(INPUT MATERIAL Opens)
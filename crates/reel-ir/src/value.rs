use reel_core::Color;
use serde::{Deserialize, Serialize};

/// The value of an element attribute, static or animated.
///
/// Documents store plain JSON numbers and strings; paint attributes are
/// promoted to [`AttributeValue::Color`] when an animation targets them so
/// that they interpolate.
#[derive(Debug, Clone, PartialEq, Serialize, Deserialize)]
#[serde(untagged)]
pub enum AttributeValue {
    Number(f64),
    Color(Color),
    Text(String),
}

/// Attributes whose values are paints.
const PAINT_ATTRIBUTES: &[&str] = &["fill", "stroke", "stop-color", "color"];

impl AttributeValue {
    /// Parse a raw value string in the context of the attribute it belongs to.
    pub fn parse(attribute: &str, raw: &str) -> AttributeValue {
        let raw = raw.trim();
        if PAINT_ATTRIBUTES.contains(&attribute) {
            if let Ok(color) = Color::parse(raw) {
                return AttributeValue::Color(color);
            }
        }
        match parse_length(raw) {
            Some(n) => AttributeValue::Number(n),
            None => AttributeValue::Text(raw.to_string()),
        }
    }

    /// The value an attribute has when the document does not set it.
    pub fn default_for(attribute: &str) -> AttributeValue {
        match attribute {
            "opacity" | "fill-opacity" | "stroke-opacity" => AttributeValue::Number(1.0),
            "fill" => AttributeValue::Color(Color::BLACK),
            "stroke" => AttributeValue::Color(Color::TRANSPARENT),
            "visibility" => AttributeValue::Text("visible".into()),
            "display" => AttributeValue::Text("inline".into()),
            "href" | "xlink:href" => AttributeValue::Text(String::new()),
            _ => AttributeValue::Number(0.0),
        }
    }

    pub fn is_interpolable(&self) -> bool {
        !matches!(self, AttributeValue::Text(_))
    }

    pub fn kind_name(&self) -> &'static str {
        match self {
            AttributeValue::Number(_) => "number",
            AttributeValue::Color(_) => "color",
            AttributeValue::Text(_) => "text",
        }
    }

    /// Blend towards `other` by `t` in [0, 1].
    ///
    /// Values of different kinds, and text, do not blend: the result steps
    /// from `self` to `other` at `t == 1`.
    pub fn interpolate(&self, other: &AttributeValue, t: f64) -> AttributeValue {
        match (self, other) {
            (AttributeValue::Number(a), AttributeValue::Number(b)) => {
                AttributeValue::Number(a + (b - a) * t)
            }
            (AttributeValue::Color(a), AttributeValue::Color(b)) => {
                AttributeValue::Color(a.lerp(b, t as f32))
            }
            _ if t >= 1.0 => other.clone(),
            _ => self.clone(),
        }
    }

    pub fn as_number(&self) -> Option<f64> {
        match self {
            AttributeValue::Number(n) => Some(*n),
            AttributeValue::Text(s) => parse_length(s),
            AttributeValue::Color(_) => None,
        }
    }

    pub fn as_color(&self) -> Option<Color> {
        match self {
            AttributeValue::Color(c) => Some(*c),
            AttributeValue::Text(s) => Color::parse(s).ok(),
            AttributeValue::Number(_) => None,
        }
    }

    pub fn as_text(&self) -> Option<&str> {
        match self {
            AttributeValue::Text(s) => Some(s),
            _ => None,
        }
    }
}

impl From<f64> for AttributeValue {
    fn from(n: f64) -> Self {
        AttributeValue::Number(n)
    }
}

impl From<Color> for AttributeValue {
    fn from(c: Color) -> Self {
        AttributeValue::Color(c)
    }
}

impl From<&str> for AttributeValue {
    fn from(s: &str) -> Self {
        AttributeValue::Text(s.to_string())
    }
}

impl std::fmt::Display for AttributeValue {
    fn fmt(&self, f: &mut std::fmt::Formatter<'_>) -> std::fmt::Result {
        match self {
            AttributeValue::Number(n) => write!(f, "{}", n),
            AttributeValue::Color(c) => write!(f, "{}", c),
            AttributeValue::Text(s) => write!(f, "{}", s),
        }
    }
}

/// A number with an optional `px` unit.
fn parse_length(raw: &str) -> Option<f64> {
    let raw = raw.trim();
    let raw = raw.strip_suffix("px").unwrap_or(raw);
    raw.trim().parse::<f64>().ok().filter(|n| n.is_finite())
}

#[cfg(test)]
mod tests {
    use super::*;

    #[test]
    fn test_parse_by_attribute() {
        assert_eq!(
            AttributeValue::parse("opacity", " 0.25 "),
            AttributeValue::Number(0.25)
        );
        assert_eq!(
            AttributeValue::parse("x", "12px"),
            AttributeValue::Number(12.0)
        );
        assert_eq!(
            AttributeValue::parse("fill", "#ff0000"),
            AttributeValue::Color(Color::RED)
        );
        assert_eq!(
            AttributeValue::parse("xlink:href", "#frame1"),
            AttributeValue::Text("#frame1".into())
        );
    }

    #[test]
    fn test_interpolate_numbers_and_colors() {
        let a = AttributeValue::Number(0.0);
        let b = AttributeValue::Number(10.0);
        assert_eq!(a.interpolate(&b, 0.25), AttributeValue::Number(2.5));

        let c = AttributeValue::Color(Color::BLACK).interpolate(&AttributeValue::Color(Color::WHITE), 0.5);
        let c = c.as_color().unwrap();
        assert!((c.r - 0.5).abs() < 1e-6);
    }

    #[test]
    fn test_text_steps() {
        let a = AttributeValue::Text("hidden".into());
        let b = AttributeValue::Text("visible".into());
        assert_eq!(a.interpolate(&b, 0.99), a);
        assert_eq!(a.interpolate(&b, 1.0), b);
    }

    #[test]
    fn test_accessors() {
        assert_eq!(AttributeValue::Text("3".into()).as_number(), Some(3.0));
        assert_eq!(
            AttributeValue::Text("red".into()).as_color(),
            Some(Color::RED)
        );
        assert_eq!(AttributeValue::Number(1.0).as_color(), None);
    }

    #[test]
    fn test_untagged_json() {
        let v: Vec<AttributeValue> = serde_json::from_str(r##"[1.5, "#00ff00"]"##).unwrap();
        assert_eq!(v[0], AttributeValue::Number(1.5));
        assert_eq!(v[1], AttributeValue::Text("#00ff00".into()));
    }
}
(INPUT MATERIAL Closes)
YOUR GOAL
Return every line of the entries above that the string "opacity" appears in.

FINISHED EXERCISE
            "opacity" | "fill-opacity" | "stroke-opacity" => AttributeValue::Number(1.0),
            AttributeValue::parse("opacity", " 0.25 "),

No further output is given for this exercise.